As the old saying goes, confrontational news sells, and Wall Street watchers say media companies are benefiting from being the recipient of so many Trump haymakers.

"The continuous allegations of fake news perpetuated by the Trump administration appear to have no end in sight, but media conglomerates are welcoming the notoriety," says Fabrice Hamaide, president of Piksel, a New York-based video content company. "While Trump's candid rhetoric undoubtedly wages war on journalism, 'fake news' has been a godsend for an industry heading to the brink of extinction in the age of technology."

As a result, Trump levering the fake news card is populating an unprecedented level of attention by the public, which will benefit the news media in terms of audience engagement, Hamaide says. "Most of the time, so-called fake news is considered detrimental to media stocks," he says. "However, with the fight raging on between the administration and news media outlets, executives of media stocks are embracing the opportunity to capitalize on the latest craze of media accuracy."
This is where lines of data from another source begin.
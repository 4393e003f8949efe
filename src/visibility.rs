//! Viewport-visibility primitive over `IntersectionObserver`.
//!
//! Each consumer picks a disconnect policy: the counter trigger tears the
//! whole observer down after one firing, lazy images stop watching each
//! element individually, and card reveals keep watching forever.

use wasm_bindgen::{closure::Closure, JsCast, JsValue};
use web_sys::{
    window, Element, IntersectionObserver, IntersectionObserverEntry, IntersectionObserverInit,
};

#[derive(Clone, Copy, PartialEq, Eq)]
pub enum Policy {
    /// Disconnect the whole observer after the first visible entry.
    OnceAll,
    /// Stop watching each element after it first becomes visible.
    OncePer,
    /// Keep watching; fires again on every re-entry.
    Persistent,
}

pub struct VisibilityObserver {
    observer: IntersectionObserver,
    _callback: Closure<dyn FnMut(js_sys::Array, IntersectionObserver)>,
}

impl VisibilityObserver {
    /// Whether the host exposes `IntersectionObserver` at all. Callers fail
    /// open when it does not.
    pub fn supported() -> bool {
        window()
            .map(|win| {
                js_sys::Reflect::has(win.as_ref(), &JsValue::from_str("IntersectionObserver"))
                    .unwrap_or(false)
            })
            .unwrap_or(false)
    }

    pub fn new(
        policy: Policy,
        threshold: f64,
        root_margin: Option<&str>,
        mut on_visible: impl FnMut(Element) + 'static,
    ) -> Result<Self, JsValue> {
        let callback = Closure::<dyn FnMut(js_sys::Array, IntersectionObserver)>::new(
            move |entries: js_sys::Array, observer: IntersectionObserver| {
                for entry in entries.iter() {
                    let Ok(entry) = entry.dyn_into::<IntersectionObserverEntry>() else {
                        continue;
                    };
                    if !entry.is_intersecting() {
                        continue;
                    }
                    let target = entry.target();
                    match policy {
                        Policy::OnceAll => {
                            observer.disconnect();
                            on_visible(target);
                            return;
                        }
                        Policy::OncePer => {
                            observer.unobserve(&target);
                            on_visible(target);
                        }
                        Policy::Persistent => on_visible(target),
                    }
                }
            },
        );

        let options = IntersectionObserverInit::new();
        options.set_threshold(&JsValue::from_f64(threshold));
        if let Some(margin) = root_margin {
            options.set_root_margin(margin);
        }

        let observer =
            IntersectionObserver::new_with_options(callback.as_ref().unchecked_ref(), &options)?;

        Ok(Self {
            observer,
            _callback: callback,
        })
    }

    pub fn observe(&self, element: &Element) {
        self.observer.observe(element);
    }
}

impl Drop for VisibilityObserver {
    fn drop(&mut self) {
        self.observer.disconnect();
    }
}
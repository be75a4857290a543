use async_trait::async_trait;
use once_cell::sync::Lazy;
use regex::Regex;
use reqwest::{Client, Url};
use serde::de::DeserializeOwned;
use serde_json::Value;
use tracing::{debug, info, warn};

use crate::config::AppConfig;
use crate::models::{self, SetlistEnvelope, SetlistItem, ShowListEnvelope, ShowSummary};
use crate::utils;

const ERROR_BODY_LIMIT: usize = 200;

const USER_AGENT: &str = "phish-setlists/0.1 (+https://github.com/mike/phish-setlists)";

static YEAR_RE: Lazy<Regex> =
    Lazy::new(|| Regex::new(r"^[0-9]{4}$").expect("valid year regex"));

#[derive(Debug, thiserror::Error)]
pub enum GatewayError {
    /// Missing API key, bad base URL, or a request path that cannot be built.
    #[error("configuration error: {0}")]
    Config(String),
    #[error("transport error: {0}")]
    Transport(String),
    #[error("decode error: {0}")]
    Decode(String),
}

impl GatewayError {
    pub fn is_retryable(&self) -> bool {
        matches!(self, GatewayError::Transport(_))
    }
}

/// Where shows and setlists come from. The calendar and setlist views only see this trait,
/// so tests can hand them canned data.
#[async_trait]
pub trait ShowSource: Send + Sync {
    async fn fetch_shows_for_year(&self, year: &str) -> Result<Vec<ShowSummary>, GatewayError>;
    async fn fetch_setlist_for_date(&self, date: &str) -> Result<Vec<SetlistItem>, GatewayError>;
}

/// phish.net reports some failures inside a 200 response.
pub trait Envelope {
    fn api_error(&self) -> Option<String>;
}

impl Envelope for ShowListEnvelope {
    fn api_error(&self) -> Option<String> {
        in_band_error(self.error, &self.error_message)
    }
}

impl Envelope for SetlistEnvelope {
    fn api_error(&self) -> Option<String> {
        in_band_error(self.error, &self.error_message)
    }
}

fn in_band_error(flag: bool, message: &Option<String>) -> Option<String> {
    if !flag {
        return None;
    }
    Some(
        message
            .clone()
            .filter(|msg| !msg.trim().is_empty())
            .unwrap_or_else(|| "api reported an error".to_string()),
    )
}

pub struct PhishNetClient {
    base_url: String,
    api_key: String,
    client: Client,
}

impl PhishNetClient {
    pub fn new(base_url: &str, api_key: &str) -> Result<Self, GatewayError> {
        let api_key = api_key.trim();
        if api_key.is_empty() {
            return Err(GatewayError::Config("phish.net api key is not configured".into()));
        }

        let base_url = base_url.trim().trim_end_matches('/');
        let parsed = Url::parse(base_url)
            .map_err(|err| GatewayError::Config(format!("invalid base url {base_url:?}: {err}")))?;
        if !matches!(parsed.scheme(), "http" | "https") {
            return Err(GatewayError::Config(format!(
                "unsupported base url scheme: {}",
                parsed.scheme()
            )));
        }

        let client = Client::builder()
            .user_agent(USER_AGENT)
            .build()
            .map_err(|err| GatewayError::Config(format!("http client: {err}")))?;

        Ok(Self {
            base_url: base_url.to_string(),
            api_key: api_key.to_string(),
            client,
        })
    }

    pub fn from_config(config: &AppConfig) -> Result<Self, GatewayError> {
        let api_key = config
            .api_key
            .as_deref()
            .ok_or_else(|| GatewayError::Config("phish.net api key is not configured".into()))?;
        let client = Self::new(config.base_url(), api_key)?;
        info!("phish.net gateway targeting {}", client.base_url);
        Ok(client)
    }

    fn endpoint_url(&self, method: &str, value: &str) -> Result<Url, GatewayError> {
        let raw = format!("{}/setlists/{}/{}.json", self.base_url, method, value);
        Url::parse_with_params(&raw, [("apikey", self.api_key.as_str())])
            .map_err(|err| GatewayError::Config(format!("malformed request url: {err}")))
    }

    async fn fetch_body(&self, url: Url) -> Result<String, GatewayError> {
        debug!("GET {}", utils::redact_api_key(url.as_str()));
        let response = self
            .client
            .get(url)
            .send()
            .await
            .map_err(|err| GatewayError::Transport(without_key(err)))?;
        let status = response.status();
        let text = response
            .text()
            .await
            .map_err(|err| GatewayError::Transport(without_key(err)))?;

        if !status.is_success() {
            return Err(GatewayError::Transport(format!(
                "status {}: {}",
                status,
                body_excerpt(&text)
            )));
        }
        debug!("response status {status}, {} bytes", text.len());
        Ok(text)
    }

    /// Request, decode and unwrap one envelope. Both endpoints go through here.
    async fn fetch_envelope<E>(&self, method: &str, value: &str) -> Result<E, GatewayError>
    where
        E: DeserializeOwned + Envelope,
    {
        let url = self.endpoint_url(method, value)?;
        let body = self.fetch_body(url).await?;
        decode_envelope(&body)
    }
}

#[async_trait]
impl ShowSource for PhishNetClient {
    async fn fetch_shows_for_year(&self, year: &str) -> Result<Vec<ShowSummary>, GatewayError> {
        if !YEAR_RE.is_match(year) {
            return Err(GatewayError::Config(format!(
                "malformed request url: year must be four digits, got {year:?}"
            )));
        }
        let envelope: ShowListEnvelope = self.fetch_envelope("showyear", year).await?;
        Ok(shows_from_envelope(envelope))
    }

    async fn fetch_setlist_for_date(&self, date: &str) -> Result<Vec<SetlistItem>, GatewayError> {
        if !models::is_show_date(date) {
            return Err(GatewayError::Config(format!(
                "malformed request url: date must be YYYY-MM-DD, got {date:?}"
            )));
        }
        let envelope: SetlistEnvelope = self.fetch_envelope("showdate", date).await?;
        debug!("setlist for {date}: {} songs", envelope.data.len());
        Ok(envelope.data)
    }
}

pub fn decode_envelope<E>(body: &str) -> Result<E, GatewayError>
where
    E: DeserializeOwned + Envelope,
{
    let value: Value =
        serde_json::from_str(body).map_err(|err| GatewayError::Decode(err.to_string()))?;
    if !value.is_object() {
        return Err(GatewayError::Decode("response is not a json object".into()));
    }
    let envelope: E =
        serde_json::from_value(value).map_err(|err| GatewayError::Decode(err.to_string()))?;
    if let Some(message) = envelope.api_error() {
        return Err(GatewayError::Transport(format!("phish.net: {message}")));
    }
    Ok(envelope)
}

/// Missing or non-array `data` is an empty year. Records that fail to decode are skipped.
pub fn shows_from_envelope(envelope: ShowListEnvelope) -> Vec<ShowSummary> {
    let records = match envelope.data {
        Some(Value::Array(records)) => records,
        Some(Value::Null) | None => return Vec::new(),
        Some(other) => {
            warn!("show list data is not an array: {}", other);
            return Vec::new();
        }
    };

    let total = records.len();
    let mut shows = Vec::with_capacity(total);
    for record in records {
        match serde_json::from_value::<ShowSummary>(record) {
            Ok(show) if show.has_valid_date() => shows.push(show),
            Ok(show) => warn!("skipping show {} with malformed date {:?}", show.id, show.date),
            Err(err) => warn!("skipping undecodable show record: {err}"),
        }
    }
    debug!("decoded {} of {} show records", shows.len(), total);
    shows
}

/// First `ERROR_BODY_LIMIT` characters of a response body, for error messages.
fn body_excerpt(text: &str) -> String {
    let trimmed = text.trim();
    match trimmed.char_indices().nth(ERROR_BODY_LIMIT) {
        Some((idx, _)) => format!("{}...", &trimmed[..idx]),
        None => trimmed.to_string(),
    }
}

fn without_key(err: reqwest::Error) -> String {
    utils::redact_api_key(&err.without_url().to_string())
}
[See: 8 Ways to Profit From Donald Trump's Infrastructure Plans.]

That's not even counting the potential for increased merger activity among media companies, as the Trump administration looks to loosen regulations governing such activity, Hamaide says. "Additionally, while no formal position has been communicated on either issue, any changes the new administration may make regarding the loosening of ownership rules and merger review could trigger a wave of M&A activity."